Feijoo, an expert in gamification and transmedia narratives, recalls that the collection Choose your own adventure ―Created in the late 1970s on paper― continues to be one of the best-selling literature for young people (after myths like Harry Potter or Nightmares). “Meanwhile, interactive fiction has had another chronology, but it has managed to pick up the glove of this format very well, which combines reading and playing,” he adds.

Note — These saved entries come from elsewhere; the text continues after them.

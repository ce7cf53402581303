/// Convenience result type used across tilewarp.
pub type WarpResult<T> = Result<T, WarpError>;

/// Top-level error taxonomy used by pipeline APIs.
#[derive(thiserror::Error, Debug)]
pub enum WarpError {
    /// Invalid caller-provided data (options, viewport, tiles).
    #[error("validation error: {0}")]
    Validation(String),

    /// A tile or range could not be rasterized.
    #[error("render error: {0}")]
    Render(String),

    /// The control points do not define a usable deformation.
    #[error("model fit error: {0}")]
    Fit(#[from] FitError),

    /// A location could not be mapped back through a mesh.
    #[error("location ({x}, {y}) is outside the invertible mesh")]
    NonInvertible {
        /// X coordinate of the rejected location.
        x: f64,
        /// Y coordinate of the rejected location.
        y: f64,
    },

    /// Errors while folding a deformation into tiles.
    #[error("bake error: {0}")]
    Bake(String),

    /// Wrapped lower-level error from dependencies or IO.
    #[error(transparent)]
    Other(#[from] anyhow::Error),
}

impl WarpError {
    /// Build a [`WarpError::Validation`] value.
    pub fn validation(msg: impl Into<String>) -> Self {
        Self::Validation(msg.into())
    }

    /// Build a [`WarpError::Render`] value.
    pub fn render(msg: impl Into<String>) -> Self {
        Self::Render(msg.into())
    }

    /// Build a [`WarpError::Bake`] value.
    pub fn bake(msg: impl Into<String>) -> Self {
        Self::Bake(msg.into())
    }

    /// Soft failures skip the current recomputation and are retried on the next trigger.
    pub fn is_soft(&self) -> bool {
        matches!(self, Self::Fit(_) | Self::NonInvertible { .. })
    }
}

/// Outcome of fitting a model to control points when no transform can be produced.
#[derive(thiserror::Error, Debug, Clone, PartialEq)]
pub enum FitError {
    /// Fewer control points than the model needs.
    #[error("{model} model needs {required} control points, got {available}")]
    InsufficientData {
        /// Model name.
        model: &'static str,
        /// Minimum number of points.
        required: usize,
        /// Points supplied.
        available: usize,
    },

    /// The points are degenerate for the model (coincident, collinear, non-finite).
    #[error("singular model: {0}")]
    Singular(String),
}

impl FitError {
    pub(crate) fn singular(msg: impl Into<String>) -> Self {
        Self::Singular(msg.into())
    }
}

#[cfg(test)]
#[path = "../../tests/unit/foundation/error.rs"]
mod tests;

“The most advanced in age will remember the conversational adventures and later the graphic adventures that were played on the computer back in the eighties and nineties,” says Feijoó. The Spanish company Aventuras AD was one of the greatest creators of this technological product, which ended up being relegated from the market by video games. In Spain, it was not until a decade ago that he recovered again. “Publishers such as Dark Game, Suseya, Saco de Huesos, or Pluma y Píxel have dedicated efforts to revive this digital format, which continues to have a large audience willing to immerse themselves in these adventures again,” he explains.

In application format

It has not only been an initiative of the publishers. Freelance authors who have used mobile applications to write their own interactive fiction have also grown. This is the case of Bruno Piqué, a 34-year-old Argentine living in Madrid, who turned the Spanish capital into an apocalyptic scene dominated by zombies. Madrid Zombie, As this digital literary saga that began its journey in 2017 is called, it allows the user to walk the streets of the city or visit emblematic places such as the Prado Museum while fleeing from the undead and making decisions to avoid being eaten. As Piqué himself explains, the idea arose from the desire to develop his facets as a writer and computer programmer. That first installment would be followed by a second one, Madrid Zombie 2, and another Madrid horror story, Trapped in the Retreat. The three interactive fictions have exceeded 200,000 downloads on the Play Store, Google’s application store.

Lucas Muley has also turned to mobile applications. Your application Gamebook Store collects digital fictions written by users of the platform web for example, Any nightby Baldren, which accumulates 50,000 completed readings. “This format can be a gateway to reading for many people, especially if you like fantasy and role-playing games. In this case, there is 95% reading and 5% playing, contrary to what happens with video games ”, explains Muley.

According to the last report on reading habits, prepared by the Federation of Publishers Guilds of Spain, the percentage of non-readers stands at 36%, while occasional readers – those who read once a month or once a quarter – represent 11.3%.

Interactive and educational fiction

Interactive fiction is also a teaching tool, as Jacobo Feijóo explains. “For children and adolescents, so hungry for digital formats,” he adds. The co-founder of Dédalo highlights the collections of the Huelva publishing house Octopus Red that provides a wide catalog of digital books for schools. “Stories that address the current social issues on bullying, diversity, environmental awareness …”, he adds.

Feijóo has recently published a manual on transmedia narratives and has adapted this format to professional training for adults that has already been used by large companies such as BBVA. “Following the same pattern of choice, the student ends up demonstrating a series of abilities that result in a specific professional profile,” explains Feijoo. “It seemed that it had disappeared, but interactive fiction was still latent and with a little oxygen it has once again demonstrated the tremendous potential it has,” he concludes.